Records to process

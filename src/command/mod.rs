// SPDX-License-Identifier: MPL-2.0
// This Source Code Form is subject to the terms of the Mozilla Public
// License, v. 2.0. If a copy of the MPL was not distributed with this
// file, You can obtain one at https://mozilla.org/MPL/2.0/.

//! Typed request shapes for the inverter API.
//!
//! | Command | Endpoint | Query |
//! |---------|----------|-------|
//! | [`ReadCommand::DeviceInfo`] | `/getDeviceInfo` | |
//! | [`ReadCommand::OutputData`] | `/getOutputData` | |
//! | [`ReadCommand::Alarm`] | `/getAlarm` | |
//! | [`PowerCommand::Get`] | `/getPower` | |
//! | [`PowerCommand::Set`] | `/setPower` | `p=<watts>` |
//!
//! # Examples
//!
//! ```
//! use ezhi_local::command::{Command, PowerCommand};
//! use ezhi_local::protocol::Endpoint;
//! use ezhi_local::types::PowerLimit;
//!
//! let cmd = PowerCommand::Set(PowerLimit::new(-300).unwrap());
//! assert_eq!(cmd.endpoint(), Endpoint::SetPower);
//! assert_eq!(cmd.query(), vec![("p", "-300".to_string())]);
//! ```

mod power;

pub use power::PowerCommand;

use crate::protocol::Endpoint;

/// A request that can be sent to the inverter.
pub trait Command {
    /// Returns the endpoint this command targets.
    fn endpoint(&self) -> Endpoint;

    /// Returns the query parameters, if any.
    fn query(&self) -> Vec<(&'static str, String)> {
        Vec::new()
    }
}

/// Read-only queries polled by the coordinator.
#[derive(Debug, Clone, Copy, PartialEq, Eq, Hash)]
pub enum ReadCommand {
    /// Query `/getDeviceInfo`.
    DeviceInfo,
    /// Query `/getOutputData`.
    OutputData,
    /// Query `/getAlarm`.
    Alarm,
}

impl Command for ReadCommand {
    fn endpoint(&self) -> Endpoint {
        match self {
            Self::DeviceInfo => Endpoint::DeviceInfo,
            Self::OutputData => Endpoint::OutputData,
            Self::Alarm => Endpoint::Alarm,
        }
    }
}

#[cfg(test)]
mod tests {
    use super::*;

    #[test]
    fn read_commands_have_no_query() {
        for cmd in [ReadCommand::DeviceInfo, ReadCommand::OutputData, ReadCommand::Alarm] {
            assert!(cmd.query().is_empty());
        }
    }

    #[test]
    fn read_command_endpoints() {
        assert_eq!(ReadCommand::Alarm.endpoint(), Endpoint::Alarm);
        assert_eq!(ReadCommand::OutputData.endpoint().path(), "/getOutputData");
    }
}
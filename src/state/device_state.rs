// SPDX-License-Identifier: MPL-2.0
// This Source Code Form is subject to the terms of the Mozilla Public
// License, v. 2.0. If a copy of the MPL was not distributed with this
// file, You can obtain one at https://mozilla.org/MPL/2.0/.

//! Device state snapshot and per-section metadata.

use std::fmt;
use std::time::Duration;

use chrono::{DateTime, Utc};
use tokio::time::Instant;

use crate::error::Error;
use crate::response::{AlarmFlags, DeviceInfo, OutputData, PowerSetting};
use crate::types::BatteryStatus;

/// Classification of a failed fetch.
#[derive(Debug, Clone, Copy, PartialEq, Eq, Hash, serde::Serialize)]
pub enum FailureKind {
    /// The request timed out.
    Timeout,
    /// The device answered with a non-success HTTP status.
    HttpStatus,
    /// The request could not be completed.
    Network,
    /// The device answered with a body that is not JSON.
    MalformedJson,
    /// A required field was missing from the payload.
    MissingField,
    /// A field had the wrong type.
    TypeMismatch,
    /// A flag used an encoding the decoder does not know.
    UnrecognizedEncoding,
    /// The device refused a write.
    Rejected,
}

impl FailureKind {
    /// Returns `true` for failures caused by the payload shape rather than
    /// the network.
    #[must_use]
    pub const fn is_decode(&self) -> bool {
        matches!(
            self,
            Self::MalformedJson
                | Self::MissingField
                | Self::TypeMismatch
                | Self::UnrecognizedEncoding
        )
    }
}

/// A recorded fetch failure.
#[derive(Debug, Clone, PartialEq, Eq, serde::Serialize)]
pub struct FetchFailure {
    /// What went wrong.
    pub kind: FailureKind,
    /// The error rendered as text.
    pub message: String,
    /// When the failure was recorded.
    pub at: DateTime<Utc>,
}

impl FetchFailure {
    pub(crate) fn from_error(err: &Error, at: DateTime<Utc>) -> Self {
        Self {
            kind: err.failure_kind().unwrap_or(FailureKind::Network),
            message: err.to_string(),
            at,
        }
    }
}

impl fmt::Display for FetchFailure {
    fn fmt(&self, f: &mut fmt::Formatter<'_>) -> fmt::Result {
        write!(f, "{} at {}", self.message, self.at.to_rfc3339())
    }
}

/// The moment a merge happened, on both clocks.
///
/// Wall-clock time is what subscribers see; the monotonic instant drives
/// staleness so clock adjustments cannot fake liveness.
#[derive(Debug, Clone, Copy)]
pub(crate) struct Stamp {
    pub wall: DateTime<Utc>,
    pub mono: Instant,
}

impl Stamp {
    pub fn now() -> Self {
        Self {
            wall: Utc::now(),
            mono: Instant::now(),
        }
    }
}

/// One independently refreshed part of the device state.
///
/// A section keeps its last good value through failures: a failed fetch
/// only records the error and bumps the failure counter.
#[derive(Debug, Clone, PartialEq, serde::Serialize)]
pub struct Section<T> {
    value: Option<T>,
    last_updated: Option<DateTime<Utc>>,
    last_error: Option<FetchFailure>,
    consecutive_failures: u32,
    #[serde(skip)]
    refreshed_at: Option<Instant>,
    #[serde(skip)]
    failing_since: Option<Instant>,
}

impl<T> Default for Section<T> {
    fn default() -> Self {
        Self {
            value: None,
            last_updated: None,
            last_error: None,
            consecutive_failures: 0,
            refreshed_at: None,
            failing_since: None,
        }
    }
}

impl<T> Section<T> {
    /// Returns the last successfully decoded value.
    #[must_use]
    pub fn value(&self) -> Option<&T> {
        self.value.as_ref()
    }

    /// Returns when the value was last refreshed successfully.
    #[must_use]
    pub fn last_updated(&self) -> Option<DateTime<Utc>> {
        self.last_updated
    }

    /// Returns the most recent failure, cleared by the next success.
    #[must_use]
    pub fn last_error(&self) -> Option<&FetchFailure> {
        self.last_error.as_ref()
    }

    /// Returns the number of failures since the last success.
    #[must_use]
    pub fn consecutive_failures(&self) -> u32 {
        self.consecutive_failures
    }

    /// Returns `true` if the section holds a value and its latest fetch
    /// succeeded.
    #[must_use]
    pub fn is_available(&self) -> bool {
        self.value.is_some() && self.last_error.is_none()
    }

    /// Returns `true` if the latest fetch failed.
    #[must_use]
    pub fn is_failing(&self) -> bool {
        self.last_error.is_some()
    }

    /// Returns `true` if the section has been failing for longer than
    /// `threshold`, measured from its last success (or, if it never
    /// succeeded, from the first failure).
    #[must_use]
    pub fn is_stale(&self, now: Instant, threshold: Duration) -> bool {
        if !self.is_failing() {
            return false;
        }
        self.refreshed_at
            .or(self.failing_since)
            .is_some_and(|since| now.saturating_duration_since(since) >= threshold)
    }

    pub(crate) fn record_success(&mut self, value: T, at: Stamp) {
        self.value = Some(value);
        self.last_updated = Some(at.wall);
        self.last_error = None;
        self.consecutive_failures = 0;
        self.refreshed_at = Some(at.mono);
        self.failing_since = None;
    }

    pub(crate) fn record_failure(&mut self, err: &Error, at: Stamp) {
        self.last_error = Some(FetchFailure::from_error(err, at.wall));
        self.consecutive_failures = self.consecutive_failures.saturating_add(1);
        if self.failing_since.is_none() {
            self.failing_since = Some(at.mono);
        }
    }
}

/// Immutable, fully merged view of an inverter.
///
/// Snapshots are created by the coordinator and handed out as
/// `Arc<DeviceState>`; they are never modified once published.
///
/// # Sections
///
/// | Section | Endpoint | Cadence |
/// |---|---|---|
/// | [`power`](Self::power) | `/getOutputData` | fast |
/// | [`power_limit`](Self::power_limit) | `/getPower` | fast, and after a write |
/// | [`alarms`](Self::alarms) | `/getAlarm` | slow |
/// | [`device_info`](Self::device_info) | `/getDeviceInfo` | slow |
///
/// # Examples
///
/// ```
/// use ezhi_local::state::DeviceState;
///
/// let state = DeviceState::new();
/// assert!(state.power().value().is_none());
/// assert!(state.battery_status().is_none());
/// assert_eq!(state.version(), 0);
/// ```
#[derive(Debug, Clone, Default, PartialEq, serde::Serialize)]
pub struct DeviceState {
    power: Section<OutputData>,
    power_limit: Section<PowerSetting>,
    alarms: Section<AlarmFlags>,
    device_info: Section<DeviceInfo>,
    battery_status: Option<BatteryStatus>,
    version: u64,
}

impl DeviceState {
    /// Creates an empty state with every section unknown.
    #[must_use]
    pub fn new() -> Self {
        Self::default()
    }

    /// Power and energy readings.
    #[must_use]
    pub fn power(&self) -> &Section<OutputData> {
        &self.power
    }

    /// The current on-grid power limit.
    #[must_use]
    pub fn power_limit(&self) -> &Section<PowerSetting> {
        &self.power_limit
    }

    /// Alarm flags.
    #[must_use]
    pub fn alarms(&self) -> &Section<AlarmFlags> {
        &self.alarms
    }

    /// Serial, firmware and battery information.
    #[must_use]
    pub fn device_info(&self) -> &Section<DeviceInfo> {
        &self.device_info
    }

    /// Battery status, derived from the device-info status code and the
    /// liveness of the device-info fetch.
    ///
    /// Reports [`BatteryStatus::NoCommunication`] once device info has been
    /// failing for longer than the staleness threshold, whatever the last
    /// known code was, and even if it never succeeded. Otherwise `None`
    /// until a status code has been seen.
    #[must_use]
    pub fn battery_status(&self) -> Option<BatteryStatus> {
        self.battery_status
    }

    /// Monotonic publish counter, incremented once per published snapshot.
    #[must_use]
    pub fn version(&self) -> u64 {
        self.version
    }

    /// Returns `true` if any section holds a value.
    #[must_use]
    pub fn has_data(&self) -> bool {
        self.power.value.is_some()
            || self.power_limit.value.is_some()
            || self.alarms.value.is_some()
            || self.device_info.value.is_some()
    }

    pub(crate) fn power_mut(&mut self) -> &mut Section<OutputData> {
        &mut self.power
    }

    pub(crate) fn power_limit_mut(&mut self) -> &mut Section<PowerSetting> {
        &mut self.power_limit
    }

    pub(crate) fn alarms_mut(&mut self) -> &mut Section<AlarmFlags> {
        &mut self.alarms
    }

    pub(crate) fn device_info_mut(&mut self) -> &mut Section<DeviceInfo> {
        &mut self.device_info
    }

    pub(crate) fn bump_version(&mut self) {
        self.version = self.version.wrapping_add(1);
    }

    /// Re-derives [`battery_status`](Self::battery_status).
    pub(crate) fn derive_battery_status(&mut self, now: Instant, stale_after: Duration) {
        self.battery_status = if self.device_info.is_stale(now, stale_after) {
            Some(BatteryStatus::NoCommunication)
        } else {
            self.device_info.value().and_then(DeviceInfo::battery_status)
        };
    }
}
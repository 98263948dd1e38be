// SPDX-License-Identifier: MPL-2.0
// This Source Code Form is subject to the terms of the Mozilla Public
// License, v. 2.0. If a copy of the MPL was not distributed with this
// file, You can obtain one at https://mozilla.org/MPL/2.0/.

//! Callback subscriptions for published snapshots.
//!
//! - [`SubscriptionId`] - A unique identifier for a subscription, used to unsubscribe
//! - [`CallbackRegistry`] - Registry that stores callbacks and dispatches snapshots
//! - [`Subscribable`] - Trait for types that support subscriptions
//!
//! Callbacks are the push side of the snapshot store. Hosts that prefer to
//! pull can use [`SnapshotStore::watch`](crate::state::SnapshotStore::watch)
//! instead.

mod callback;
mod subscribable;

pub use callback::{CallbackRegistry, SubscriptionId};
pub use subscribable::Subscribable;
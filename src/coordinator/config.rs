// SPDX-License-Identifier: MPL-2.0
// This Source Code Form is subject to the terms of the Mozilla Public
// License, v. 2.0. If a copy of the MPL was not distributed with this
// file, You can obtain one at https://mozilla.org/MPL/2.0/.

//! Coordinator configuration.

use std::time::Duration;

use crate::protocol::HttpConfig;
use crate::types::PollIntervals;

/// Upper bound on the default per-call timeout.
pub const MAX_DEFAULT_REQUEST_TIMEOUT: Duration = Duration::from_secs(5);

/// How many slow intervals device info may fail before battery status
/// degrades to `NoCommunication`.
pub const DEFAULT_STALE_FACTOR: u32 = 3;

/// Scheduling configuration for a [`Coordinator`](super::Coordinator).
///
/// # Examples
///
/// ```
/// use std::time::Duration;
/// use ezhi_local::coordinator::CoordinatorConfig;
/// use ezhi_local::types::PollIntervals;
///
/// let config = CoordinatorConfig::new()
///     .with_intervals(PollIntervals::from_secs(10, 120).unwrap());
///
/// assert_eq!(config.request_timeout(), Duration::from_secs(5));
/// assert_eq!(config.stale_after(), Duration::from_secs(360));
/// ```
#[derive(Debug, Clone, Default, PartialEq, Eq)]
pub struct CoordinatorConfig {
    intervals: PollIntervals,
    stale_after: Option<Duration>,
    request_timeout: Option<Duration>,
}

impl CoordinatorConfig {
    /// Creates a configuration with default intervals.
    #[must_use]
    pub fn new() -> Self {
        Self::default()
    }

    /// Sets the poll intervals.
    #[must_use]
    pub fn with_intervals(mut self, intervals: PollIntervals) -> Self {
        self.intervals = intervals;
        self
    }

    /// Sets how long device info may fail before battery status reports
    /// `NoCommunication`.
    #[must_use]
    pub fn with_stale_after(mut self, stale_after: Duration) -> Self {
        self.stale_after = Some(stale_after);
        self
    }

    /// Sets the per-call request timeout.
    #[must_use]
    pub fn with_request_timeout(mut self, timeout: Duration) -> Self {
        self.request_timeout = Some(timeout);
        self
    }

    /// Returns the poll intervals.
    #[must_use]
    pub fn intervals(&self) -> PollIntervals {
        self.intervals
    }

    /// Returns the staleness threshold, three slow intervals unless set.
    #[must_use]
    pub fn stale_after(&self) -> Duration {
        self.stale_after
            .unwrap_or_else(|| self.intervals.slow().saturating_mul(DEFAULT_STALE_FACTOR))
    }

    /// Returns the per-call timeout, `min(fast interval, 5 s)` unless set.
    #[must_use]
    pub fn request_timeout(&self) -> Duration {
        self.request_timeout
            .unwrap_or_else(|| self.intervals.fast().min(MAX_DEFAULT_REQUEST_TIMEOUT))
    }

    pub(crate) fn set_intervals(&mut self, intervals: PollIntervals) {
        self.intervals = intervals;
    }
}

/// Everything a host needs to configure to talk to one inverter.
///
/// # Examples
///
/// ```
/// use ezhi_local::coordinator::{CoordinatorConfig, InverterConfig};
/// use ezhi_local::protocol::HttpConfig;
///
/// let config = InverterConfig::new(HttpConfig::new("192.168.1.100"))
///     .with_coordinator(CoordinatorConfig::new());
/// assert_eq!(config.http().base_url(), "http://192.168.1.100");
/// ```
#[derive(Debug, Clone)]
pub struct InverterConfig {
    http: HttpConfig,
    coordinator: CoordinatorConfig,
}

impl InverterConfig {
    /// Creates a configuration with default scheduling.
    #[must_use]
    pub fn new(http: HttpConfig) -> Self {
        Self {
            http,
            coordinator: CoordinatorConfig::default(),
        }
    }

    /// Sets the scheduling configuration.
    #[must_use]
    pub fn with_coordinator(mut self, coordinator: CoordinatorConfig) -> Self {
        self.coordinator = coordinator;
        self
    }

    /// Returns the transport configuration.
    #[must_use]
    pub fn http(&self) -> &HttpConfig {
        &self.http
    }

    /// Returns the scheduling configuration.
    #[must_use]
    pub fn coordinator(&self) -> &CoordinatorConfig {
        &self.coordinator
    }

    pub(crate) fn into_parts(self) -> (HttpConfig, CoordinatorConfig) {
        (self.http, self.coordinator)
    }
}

Problem to work on
Each line of the data above that contains the word "types" counts once; report the total and add nothing.

Reply to the task
5